[Stored items]
────

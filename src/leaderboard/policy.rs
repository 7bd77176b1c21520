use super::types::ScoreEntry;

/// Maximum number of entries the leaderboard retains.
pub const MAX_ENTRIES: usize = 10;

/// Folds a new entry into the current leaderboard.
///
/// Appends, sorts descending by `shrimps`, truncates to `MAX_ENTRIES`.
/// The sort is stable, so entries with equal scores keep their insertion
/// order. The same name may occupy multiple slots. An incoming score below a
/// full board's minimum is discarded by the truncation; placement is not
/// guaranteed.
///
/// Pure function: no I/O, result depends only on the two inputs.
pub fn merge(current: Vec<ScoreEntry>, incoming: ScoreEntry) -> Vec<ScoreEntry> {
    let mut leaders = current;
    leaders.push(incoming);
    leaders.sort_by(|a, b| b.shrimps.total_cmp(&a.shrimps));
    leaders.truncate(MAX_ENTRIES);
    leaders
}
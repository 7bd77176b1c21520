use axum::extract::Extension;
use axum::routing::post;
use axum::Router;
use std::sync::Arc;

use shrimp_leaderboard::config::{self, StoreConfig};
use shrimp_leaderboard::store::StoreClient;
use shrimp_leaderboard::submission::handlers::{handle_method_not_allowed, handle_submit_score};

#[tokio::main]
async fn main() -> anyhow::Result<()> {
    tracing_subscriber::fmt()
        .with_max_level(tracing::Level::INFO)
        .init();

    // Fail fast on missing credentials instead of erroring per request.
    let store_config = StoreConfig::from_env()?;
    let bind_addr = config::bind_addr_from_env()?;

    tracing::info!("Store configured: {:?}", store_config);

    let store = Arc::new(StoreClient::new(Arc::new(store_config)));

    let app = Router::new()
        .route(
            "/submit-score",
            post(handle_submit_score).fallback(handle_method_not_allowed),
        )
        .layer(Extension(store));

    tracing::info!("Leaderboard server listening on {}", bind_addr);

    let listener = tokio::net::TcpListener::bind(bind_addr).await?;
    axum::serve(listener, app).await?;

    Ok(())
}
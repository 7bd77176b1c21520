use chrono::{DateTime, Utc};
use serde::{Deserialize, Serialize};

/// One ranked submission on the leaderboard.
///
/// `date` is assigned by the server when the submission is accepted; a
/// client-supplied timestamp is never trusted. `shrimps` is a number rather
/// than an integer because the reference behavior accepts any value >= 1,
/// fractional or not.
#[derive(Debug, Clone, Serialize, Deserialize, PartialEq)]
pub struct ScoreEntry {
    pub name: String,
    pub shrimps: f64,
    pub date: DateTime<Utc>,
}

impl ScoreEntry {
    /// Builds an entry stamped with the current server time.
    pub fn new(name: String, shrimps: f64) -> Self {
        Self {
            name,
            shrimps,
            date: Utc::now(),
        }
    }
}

────

▶ _Exercise prompt_: Retype the data in full, exactly.

▶ _Worked solution_:
filename src/leaderboard/policy.rs
repository 7bd77176b1c21520
use super::types::ScoreEntry;

/// Maximum number of entries the leaderboard retains.
pub const MAX_ENTRIES: usize = 10;

/// Folds a new entry into the current leaderboard.
///
/// Appends, sorts descending by `shrimps`, truncates to `MAX_ENTRIES`.
/// The sort is stable, so entries with equal scores keep their insertion
/// order. The same name may occupy multiple slots. An incoming score below a
/// full board's minimum is discarded by the truncation; placement is not
/// guaranteed.
///
/// Pure function: no I/O, result depends only on the two inputs.
pub fn merge(current: Vec<ScoreEntry>, incoming: ScoreEntry) -> Vec<ScoreEntry> {
    let mut leaders = current;
    leaders.push(incoming);
    leaders.sort_by(|a, b| b.shrimps.total_cmp(&a.shrimps));
    leaders.truncate(MAX_ENTRIES);
    leaders
}
repository 7bd77176b1c21520
use axum::extract::Extension;
use axum::routing::post;
use axum::Router;
use std::sync::Arc;

use shrimp_leaderboard::config::{self, StoreConfig};
use shrimp_leaderboard::store::StoreClient;
use shrimp_leaderboard::submission::handlers::{handle_method_not_allowed, handle_submit_score};

#[tokio::main]
async fn main() -> anyhow::Result<()> {
    tracing_subscriber::fmt()
        .with_max_level(tracing::Level::INFO)
        .init();

    // Fail fast on missing credentials instead of erroring per request.
    let store_config = StoreConfig::from_env()?;
    let bind_addr = config::bind_addr_from_env()?;

    tracing::info!("Store configured: {:?}", store_config);

    let store = Arc::new(StoreClient::new(Arc::new(store_config)));

    let app = Router::new()
        .route(
            "/submit-score",
            post(handle_submit_score).fallback(handle_method_not_allowed),
        )
        .layer(Extension(store));

    tracing::info!("Leaderboard server listening on {}", bind_addr);

    let listener = tokio::net::TcpListener::bind(bind_addr).await?;
    axum::serve(listener, app).await?;

    Ok(())
}
repository 7bd77176b1c21520
use chrono::{DateTime, Utc};
use serde::{Deserialize, Serialize};

/// One ranked submission on the leaderboard.
///
/// `date` is assigned by the server when the submission is accepted; a
/// client-supplied timestamp is never trusted. `shrimps` is a number rather
/// than an integer because the reference behavior accepts any value >= 1,
/// fractional or not.
#[derive(Debug, Clone, Serialize, Deserialize, PartialEq)]
pub struct ScoreEntry {
    pub name: String,
    pub shrimps: f64,
    pub date: DateTime<Utc>,
}

impl ScoreEntry {
    /// Builds an entry stamped with the current server time.
    pub fn new(name: String, shrimps: f64) -> Self {
        Self {
            name,
            shrimps,
            date: Utc::now(),
        }
    }
}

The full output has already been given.